===== Data listing =====
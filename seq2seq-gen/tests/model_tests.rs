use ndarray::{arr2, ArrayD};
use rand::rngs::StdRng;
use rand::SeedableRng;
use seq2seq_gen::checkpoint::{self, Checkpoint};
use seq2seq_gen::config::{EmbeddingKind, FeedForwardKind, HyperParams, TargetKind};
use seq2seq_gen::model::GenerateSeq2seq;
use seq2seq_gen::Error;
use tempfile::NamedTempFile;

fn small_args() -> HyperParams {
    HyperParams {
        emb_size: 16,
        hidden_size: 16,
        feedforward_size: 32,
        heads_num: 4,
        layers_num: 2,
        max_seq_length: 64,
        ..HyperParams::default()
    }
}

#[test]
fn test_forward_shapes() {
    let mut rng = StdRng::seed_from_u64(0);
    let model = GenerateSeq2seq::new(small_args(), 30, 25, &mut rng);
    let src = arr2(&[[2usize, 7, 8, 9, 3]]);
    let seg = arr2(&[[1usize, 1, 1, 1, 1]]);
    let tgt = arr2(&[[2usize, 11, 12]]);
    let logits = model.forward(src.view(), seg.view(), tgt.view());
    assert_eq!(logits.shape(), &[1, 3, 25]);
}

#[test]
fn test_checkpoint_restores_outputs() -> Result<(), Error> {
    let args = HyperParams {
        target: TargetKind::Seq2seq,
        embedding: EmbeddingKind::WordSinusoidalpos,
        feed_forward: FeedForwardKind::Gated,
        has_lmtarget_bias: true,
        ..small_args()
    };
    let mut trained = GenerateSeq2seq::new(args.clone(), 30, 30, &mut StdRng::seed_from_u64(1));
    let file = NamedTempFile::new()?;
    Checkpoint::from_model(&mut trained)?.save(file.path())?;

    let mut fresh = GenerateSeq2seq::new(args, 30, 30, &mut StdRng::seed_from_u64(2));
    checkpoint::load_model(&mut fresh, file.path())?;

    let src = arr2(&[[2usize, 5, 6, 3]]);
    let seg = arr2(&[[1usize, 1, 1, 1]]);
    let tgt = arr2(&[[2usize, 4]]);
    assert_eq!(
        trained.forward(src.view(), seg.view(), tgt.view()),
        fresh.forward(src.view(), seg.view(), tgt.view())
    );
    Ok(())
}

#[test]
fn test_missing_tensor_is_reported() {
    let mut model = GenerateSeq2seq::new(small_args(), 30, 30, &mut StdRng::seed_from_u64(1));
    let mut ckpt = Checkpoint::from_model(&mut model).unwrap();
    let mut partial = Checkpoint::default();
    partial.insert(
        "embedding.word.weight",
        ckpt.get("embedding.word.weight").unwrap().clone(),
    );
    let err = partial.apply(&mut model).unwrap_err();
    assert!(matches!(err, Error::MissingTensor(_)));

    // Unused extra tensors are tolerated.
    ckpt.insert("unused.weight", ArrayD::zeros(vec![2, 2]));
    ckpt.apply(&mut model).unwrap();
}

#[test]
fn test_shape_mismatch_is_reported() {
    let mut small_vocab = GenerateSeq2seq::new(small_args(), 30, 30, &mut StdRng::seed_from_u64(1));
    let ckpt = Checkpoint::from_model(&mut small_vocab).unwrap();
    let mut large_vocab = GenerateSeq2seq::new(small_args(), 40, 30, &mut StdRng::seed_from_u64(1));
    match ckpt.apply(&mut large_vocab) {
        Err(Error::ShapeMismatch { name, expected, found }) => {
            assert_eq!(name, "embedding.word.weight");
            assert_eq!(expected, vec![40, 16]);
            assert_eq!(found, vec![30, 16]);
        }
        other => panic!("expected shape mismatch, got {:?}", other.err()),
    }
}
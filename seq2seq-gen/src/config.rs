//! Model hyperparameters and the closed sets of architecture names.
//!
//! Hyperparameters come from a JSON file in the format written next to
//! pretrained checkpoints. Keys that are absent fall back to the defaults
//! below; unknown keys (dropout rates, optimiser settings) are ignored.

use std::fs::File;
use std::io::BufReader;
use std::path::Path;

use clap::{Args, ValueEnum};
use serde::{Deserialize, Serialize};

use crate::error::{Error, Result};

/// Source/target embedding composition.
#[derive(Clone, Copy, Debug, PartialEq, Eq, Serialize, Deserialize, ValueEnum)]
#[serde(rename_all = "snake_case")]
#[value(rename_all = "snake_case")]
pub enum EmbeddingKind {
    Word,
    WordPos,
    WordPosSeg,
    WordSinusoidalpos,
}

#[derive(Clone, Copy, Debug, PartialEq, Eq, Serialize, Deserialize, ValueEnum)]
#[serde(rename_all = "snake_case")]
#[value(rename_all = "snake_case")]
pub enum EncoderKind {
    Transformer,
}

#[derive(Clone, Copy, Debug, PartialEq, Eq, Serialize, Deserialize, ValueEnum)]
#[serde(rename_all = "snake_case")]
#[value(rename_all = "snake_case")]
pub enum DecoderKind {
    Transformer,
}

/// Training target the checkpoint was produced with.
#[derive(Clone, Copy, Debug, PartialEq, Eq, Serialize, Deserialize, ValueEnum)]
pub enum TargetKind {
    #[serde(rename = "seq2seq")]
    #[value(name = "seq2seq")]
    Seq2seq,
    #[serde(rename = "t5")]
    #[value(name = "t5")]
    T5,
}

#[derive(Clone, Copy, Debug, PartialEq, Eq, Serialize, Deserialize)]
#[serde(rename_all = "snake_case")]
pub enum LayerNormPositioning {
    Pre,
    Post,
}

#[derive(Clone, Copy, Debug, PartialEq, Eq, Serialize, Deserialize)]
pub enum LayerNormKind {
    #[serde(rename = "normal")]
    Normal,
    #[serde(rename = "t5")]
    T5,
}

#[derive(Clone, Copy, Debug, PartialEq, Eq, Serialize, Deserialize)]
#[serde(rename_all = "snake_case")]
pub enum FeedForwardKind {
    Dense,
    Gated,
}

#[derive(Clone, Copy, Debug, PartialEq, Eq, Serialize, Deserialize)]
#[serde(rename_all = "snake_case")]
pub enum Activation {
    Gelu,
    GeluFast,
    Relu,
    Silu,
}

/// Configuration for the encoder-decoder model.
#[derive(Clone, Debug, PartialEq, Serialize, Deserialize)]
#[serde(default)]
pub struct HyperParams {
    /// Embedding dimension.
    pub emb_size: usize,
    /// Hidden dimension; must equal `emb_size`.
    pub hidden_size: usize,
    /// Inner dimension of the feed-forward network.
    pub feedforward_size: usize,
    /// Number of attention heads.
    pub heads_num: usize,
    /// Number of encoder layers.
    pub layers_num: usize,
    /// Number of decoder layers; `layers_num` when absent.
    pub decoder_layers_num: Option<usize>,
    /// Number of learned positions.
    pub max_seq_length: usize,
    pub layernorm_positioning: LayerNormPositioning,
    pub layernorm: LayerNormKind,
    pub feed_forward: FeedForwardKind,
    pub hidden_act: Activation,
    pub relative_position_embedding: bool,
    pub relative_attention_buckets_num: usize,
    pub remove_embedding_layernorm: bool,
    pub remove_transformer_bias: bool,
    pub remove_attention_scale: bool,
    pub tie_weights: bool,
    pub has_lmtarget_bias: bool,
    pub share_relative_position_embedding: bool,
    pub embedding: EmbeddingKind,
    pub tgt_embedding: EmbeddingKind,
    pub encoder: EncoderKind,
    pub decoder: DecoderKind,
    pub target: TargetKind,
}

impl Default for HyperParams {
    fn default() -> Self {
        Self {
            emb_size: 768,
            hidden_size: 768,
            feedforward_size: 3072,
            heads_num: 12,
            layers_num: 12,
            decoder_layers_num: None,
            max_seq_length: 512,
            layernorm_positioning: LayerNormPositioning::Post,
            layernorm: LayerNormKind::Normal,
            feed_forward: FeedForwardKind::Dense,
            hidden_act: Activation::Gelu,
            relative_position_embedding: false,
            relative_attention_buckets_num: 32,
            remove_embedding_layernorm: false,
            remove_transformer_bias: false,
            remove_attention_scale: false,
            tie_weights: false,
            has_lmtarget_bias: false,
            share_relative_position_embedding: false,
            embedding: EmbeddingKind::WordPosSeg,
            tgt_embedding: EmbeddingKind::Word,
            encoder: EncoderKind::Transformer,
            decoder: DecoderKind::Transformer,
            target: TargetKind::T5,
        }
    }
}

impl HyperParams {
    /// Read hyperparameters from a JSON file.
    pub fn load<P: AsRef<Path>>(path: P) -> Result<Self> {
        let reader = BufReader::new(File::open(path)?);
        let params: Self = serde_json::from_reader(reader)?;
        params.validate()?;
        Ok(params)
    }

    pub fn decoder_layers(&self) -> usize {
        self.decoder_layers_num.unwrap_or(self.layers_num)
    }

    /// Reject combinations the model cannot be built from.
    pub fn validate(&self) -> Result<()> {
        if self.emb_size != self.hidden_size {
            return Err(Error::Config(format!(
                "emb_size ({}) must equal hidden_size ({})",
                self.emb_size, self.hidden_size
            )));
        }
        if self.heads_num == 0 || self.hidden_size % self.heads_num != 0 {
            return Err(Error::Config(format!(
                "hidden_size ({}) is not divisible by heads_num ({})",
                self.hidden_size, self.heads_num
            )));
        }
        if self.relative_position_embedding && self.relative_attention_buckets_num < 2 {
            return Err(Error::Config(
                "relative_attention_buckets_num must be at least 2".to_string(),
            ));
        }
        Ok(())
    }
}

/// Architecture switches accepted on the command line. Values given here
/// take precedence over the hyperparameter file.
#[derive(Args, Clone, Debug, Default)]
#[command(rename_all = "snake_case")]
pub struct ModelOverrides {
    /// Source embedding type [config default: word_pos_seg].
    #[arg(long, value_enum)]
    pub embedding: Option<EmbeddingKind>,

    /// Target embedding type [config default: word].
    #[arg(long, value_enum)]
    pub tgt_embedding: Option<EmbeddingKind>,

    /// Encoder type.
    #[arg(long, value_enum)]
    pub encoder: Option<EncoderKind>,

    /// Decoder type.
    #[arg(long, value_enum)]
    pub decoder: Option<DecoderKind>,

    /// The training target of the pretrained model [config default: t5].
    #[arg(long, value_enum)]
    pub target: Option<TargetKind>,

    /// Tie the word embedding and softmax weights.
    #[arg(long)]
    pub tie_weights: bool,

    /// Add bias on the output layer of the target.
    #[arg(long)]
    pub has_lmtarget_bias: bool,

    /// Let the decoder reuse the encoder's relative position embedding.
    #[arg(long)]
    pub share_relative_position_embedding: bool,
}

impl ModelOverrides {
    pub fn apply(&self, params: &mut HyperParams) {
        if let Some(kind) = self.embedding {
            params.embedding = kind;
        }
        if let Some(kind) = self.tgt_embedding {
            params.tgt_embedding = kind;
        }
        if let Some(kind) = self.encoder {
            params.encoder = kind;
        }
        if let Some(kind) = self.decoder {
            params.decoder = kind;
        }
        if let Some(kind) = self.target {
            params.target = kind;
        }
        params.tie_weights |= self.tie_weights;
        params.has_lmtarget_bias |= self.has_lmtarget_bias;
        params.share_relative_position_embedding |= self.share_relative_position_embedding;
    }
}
=====
_Your task_. Please return every line in the data that includes the string "validate".

_Answer for this exercise_.
        params.validate()?;
    pub fn validate(&self) -> Result<()> {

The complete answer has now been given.